この発明は、燃料電池セパレータの成形金型に係り、さらに詳しくは、流動性に乏しい炭素質系粉末を主成分とする材料を用いて圧縮成形により燃料電池セパレータを得る成形金型に関するものである。
燃料電池による発電システムは、近年のエネルギー消費量増加に伴う二酸化炭素排出量の増加や、石油をはじめとする化石資源の枯渇問題を解決するべく、クリーンかつ高効率の新しい技術として広く実用化検討が推進されている。

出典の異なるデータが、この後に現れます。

use std::sync::Arc;
use std::time::Duration;
use tokio::sync::Mutex;
use tokio::task::JoinHandle;

use crate::error::{ChatError, ChatResult};
use crate::network::NetworkConversation;
use crate::normalize::Message;
use crate::time::now_ms;
use crate::timeline::Timeline;

/// Sends text on the active conversation and keeps a single follow-up
/// re-sync scheduled to pick up the counterparty's reply.
pub struct OutboundSender {
    timeline: Arc<Mutex<Timeline>>,
    resync_delay: Duration,
    resync: std::sync::Mutex<Option<JoinHandle<()>>>,
}

impl OutboundSender {
    pub fn new(timeline: Arc<Mutex<Timeline>>, resync_delay: Duration) -> Self {
        Self {
            timeline,
            resync_delay,
            resync: std::sync::Mutex::new(None),
        }
    }

    /// Re-sync, check liveness, send, then insert the optimistic copy.
    pub async fn send(
        &self,
        conversation: Arc<dyn NetworkConversation>,
        self_inbox_id: &str,
        text: &str,
    ) -> ChatResult<Message> {
        let conversation_id = conversation.id();
        conversation.sync().await?;
        if !conversation.is_active().await? {
            tracing::warn!(%conversation_id, "refusing to send on inactive conversation");
            return Err(ChatError::ConversationInactive { conversation_id });
        }

        // Raised before sending: the reply can reach the stream before
        // send_text returns.
        self.timeline.lock().await.mark_awaiting_reply();
        let message_id = match conversation.send_text(text).await {
            Ok(id) => id,
            Err(e) => {
                self.timeline.lock().await.clear_awaiting_reply();
                return Err(e.into());
            }
        };
        tracing::info!(%conversation_id, %message_id, "message sent");

        let message = Message::outbound(message_id, text, self_inbox_id, now_ms());
        self.timeline.lock().await.apply_outbound(message.clone());
        self.schedule_resync(conversation);
        Ok(message)
    }

    fn schedule_resync(&self, conversation: Arc<dyn NetworkConversation>) {
        let timeline = self.timeline.clone();
        let delay = self.resync_delay;
        let task = tokio::spawn(async move {
            tokio::time::sleep(delay).await;
            if let Err(e) = resync(conversation.as_ref(), &timeline).await {
                tracing::warn!(err = %e, "post-send re-sync failed");
            }
        });
        let mut slot = self.resync.lock().unwrap_or_else(|p| p.into_inner());
        if let Some(previous) = slot.replace(task) {
            previous.abort();
        }
    }

    pub fn has_pending_resync(&self) -> bool {
        self.resync
            .lock()
            .unwrap_or_else(|p| p.into_inner())
            .as_ref()
            .is_some_and(|t| !t.is_finished())
    }

    /// Cancel the pending re-sync, if any.
    pub fn cancel(&self) {
        if let Some(task) = self.resync.lock().unwrap_or_else(|p| p.into_inner()).take() {
            task.abort();
        }
    }
}

impl Drop for OutboundSender {
    fn drop(&mut self) {
        self.cancel();
    }
}

async fn resync(conversation: &dyn NetworkConversation, timeline: &Mutex<Timeline>) -> ChatResult<()> {
    conversation.sync().await?;
    let raw = conversation.messages().await?;
    let mut timeline = timeline.lock().await;
    if timeline.conversation_id() == Some(conversation.id().as_str()) {
        timeline.replace_from_sync(&raw);
        tracing::debug!(messages = timeline.len(), "post-send re-sync applied");
    }
    Ok(())
}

特に、電解質にイオン交換膜を用いた固体高分子型燃料電池(PEFC:Polymer Electrolyte Fuel Cell)システムは、作動温度が80℃以下と比較的低温であることから、容易に運転・停止が可能である。また、エネルギー効率が高いことから、家庭用コージェネレーション、自動車、携帯機器等への導入が期待されている。
固体高分子型燃料電池に用いられる基本セルは、イオン交換膜からなる電解質膜がアノード(燃料極)とカソード(空気極)で挟まれて膜/電極接合体(MEA:Membrane Electrode Assembly)を構成し、このMEAを両側から2枚のセパレータで挟み込む構成である。

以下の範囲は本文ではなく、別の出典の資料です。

use thiserror::Error;

use crate::collab::SubmitError;
use crate::installation::StoreError;
use crate::wallet::SignerError;

pub type ChatResult<T> = std::result::Result<T, ChatError>;

/// Errors surfaced by the chat engine.
#[derive(Debug, Error)]
pub enum ChatError {
    #[error("no usable wallet after {attempts} attempts")]
    WalletUnavailable { attempts: u32 },

    #[error("not authenticated")]
    NotAuthenticated,

    #[error("signature request was rejected")]
    SignatureRejected,

    #[error("persistent storage unavailable: {reason}")]
    StorageUnavailable { reason: String },

    #[error("installation credential is corrupted: {reason}")]
    CorruptedInstallationCredential { reason: String },

    #[error("installation quota exceeded (stored credential: {has_stored_credential})")]
    InstallationQuotaExceeded { has_stored_credential: bool },

    #[error("conversation {conversation_id} is inactive")]
    ConversationInactive { conversation_id: String },

    #[error("message stream error: {0}")]
    Stream(NetworkError),

    #[error("not connected")]
    NotConnected,

    #[error("no agent configured")]
    AgentNotConfigured,

    #[error("agent {address} has no inbox on this network")]
    AgentUnresolved { address: String },

    #[error("message {0} is not a transaction request")]
    NotATransaction(String),

    #[error("wallet signer error: {0}")]
    Signer(#[from] SignerError),

    #[error("key store error: {0}")]
    Store(#[from] StoreError),

    #[error("transaction error: {0}")]
    Transaction(#[from] SubmitError),

    #[error("network error: {0}")]
    Network(#[from] NetworkError),
}

/// What a caller should do about an error.
#[derive(Debug, Clone, Copy, PartialEq, Eq)]
pub enum Remediation {
    /// Retry the same operation, possibly after backoff.
    Retry,
    /// Ask the user to approve the signature again.
    RetryOnDemand,
    /// This environment cannot host a session; use another channel.
    UseAnotherChannel,
    /// Clear the local installation credential, then reconnect.
    ClearLocalCredential,
    /// Revoke installations registered on the network, then reconnect.
    RevokeInstallations,
    /// Re-sync the conversation and try again.
    Resync,
    /// Nothing to do; the condition was logged.
    None,
}

impl ChatError {
    pub fn remediation(&self) -> Remediation {
        match self {
            Self::WalletUnavailable { .. } | Self::NotConnected | Self::Network(_) => {
                Remediation::Retry
            }
            Self::NotAuthenticated
            | Self::SignatureRejected
            | Self::Signer(_)
            | Self::Transaction(_) => Remediation::RetryOnDemand,
            Self::StorageUnavailable { .. } | Self::Store(_) => Remediation::UseAnotherChannel,
            Self::CorruptedInstallationCredential { .. } => Remediation::ClearLocalCredential,
            Self::InstallationQuotaExceeded {
                has_stored_credential: true,
            } => Remediation::ClearLocalCredential,
            Self::InstallationQuotaExceeded {
                has_stored_credential: false,
            } => Remediation::RevokeInstallations,
            Self::ConversationInactive { .. } => Remediation::Resync,
            Self::AgentNotConfigured | Self::AgentUnresolved { .. } => Remediation::UseAnotherChannel,
            Self::Stream(_) | Self::NotATransaction(_) => Remediation::None,
        }
    }

    pub fn is_recoverable(&self) -> bool {
        !matches!(
            self.remediation(),
            Remediation::UseAnotherChannel | Remediation::RevokeInstallations
        )
    }

    /// The single error string shown to the user when connecting fails.
    pub fn user_message(&self) -> String {
        match self {
            Self::WalletUnavailable { .. } => {
                "No wallet is available yet. Reconnect your wallet and try again.".to_string()
            }
            Self::NotAuthenticated => "Sign in to start chatting.".to_string(),
            Self::SignatureRejected => {
                "The signature request was declined. Approve it to connect.".to_string()
            }
            Self::StorageUnavailable { .. } => {
                "This environment blocks the storage secure messaging needs. Open the chat in a browser or another app.".to_string()
            }
            Self::CorruptedInstallationCredential { .. } => {
                "Your stored installation key is corrupted. Clear it and reconnect.".to_string()
            }
            Self::InstallationQuotaExceeded {
                has_stored_credential: true,
            } => "Installation limit reached. Your stored installation key may be invalid: clear it and reconnect.".to_string(),
            Self::InstallationQuotaExceeded {
                has_stored_credential: false,
            } => "Installation limit reached. Revoke your existing installations to connect this device.".to_string(),
            Self::ConversationInactive { .. } => {
                "The conversation is not active yet. Refresh and try again.".to_string()
            }
            Self::AgentNotConfigured | Self::AgentUnresolved { .. } => {
                "The agent is not reachable on this network.".to_string()
            }
            other => other.to_string(),
        }
    }
}

/// Structured error codes reported by the messaging network client.
#[derive(Debug, Clone, Copy, PartialEq, Eq, Hash)]
pub enum NetworkErrorCode {
    InstallationQuota,
    SignatureRejected,
    InvalidInstallationKey,
    StorageUnavailable,
    ConversationNotFound,
    ConversationInactive,
    StreamClosed,
    Unavailable,
    Other,
}

impl NetworkErrorCode {
    /// Compatibility shim for clients that only report free-form messages.
    ///
    /// Only used when a client cannot supply a code itself; callers should
    /// construct [`NetworkError`] with an explicit code whenever possible.
    pub fn classify_message(message: &str) -> Self {
        let msg = message.to_ascii_lowercase();
        if msg.contains("installation limit")
            || msg.contains("too many installations")
            || msg.contains("10/10 installations")
        {
            return Self::InstallationQuota;
        }
        if msg.contains("user rejected")
            || msg.contains("user denied")
            || msg.contains("rejected the request")
        {
            return Self::SignatureRejected;
        }
        if msg.contains("hexadecimal") || msg.contains("sqlstate") {
            return Self::InvalidInstallationKey;
        }
        if msg.contains("opfs") || msg.contains("indexeddb") || msg.contains("sharedarraybuffer") {
            return Self::StorageUnavailable;
        }
        if msg.contains("inactive") {
            return Self::ConversationInactive;
        }
        if msg.contains("not found") {
            return Self::ConversationNotFound;
        }
        Self::Other
    }
}

/// An error reported by the messaging network client.
#[derive(Debug, Clone, Error)]
#[error("{message} ({code:?})")]
pub struct NetworkError {
    pub code: NetworkErrorCode,
    pub message: String,
}

impl NetworkError {
    pub fn new(code: NetworkErrorCode, message: impl Into<String>) -> Self {
        Self {
            code,
            message: message.into(),
        }
    }

    /// Build an error from a message only, inferring the code.
    pub fn from_message(message: impl Into<String>) -> Self {
        let message = message.into();
        Self {
            code: NetworkErrorCode::classify_message(&message),
            message,
        }
    }
}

セパレータ表面には、MEAのアノード(燃料極)に水素等の燃料ガスを、またカソード(空気極)に酸素・空気等の酸化ガスを供給するための流路溝がそれぞれ形成される。また、冷媒を流すための冷媒流路も形成される場合がある。さらに、セパレータは、燃料ガスと酸化ガスを分離するための遮蔽板としての機能をもつ。
そして、燃料電池システムに必要な電気出力に応じて、このような基本セルが数十〜数百枚直列に積層されてスタックとして構成される。
以上のような機能をもつセパレータに必要な代表的特性としては、アメリカ・エネルギー省(DOE:Department of Energy)の目標値を基準にした場合、電気抵抗値が20mΩ・cm以下であること、ガス透過性が2×10−6cc/cm・sec以下であること、薄肉、軽量であること、そして、市場への普及には製造コストの大幅な低減が必要不可欠である。
このような諸性質・コストを兼ね備えたセパレータは、当初、炭素質系材料に熱硬化型樹脂性バインダを混合・成形し、加熱硬化後に非酸化性雰囲気中にて1000℃以上の高温で長時間処理により焼成炭化されていた。
この方法で得られる成形品は板状であるため、ガス流路溝、ガス導入孔、スタック用孔等の切削加工を必要とし、非常にコスト高になるという問題があった。
これに対し、導電性に優れた黒鉛粉末材料に樹脂系バインダを混合し、あらかじめ流路溝形状・孔形状を形成可能な金型で圧縮成形する方法は、セパレータに必要な諸特性を満足し、かつ切削加工が不要であることから、低コストが実現可能な製造方法として注目されている。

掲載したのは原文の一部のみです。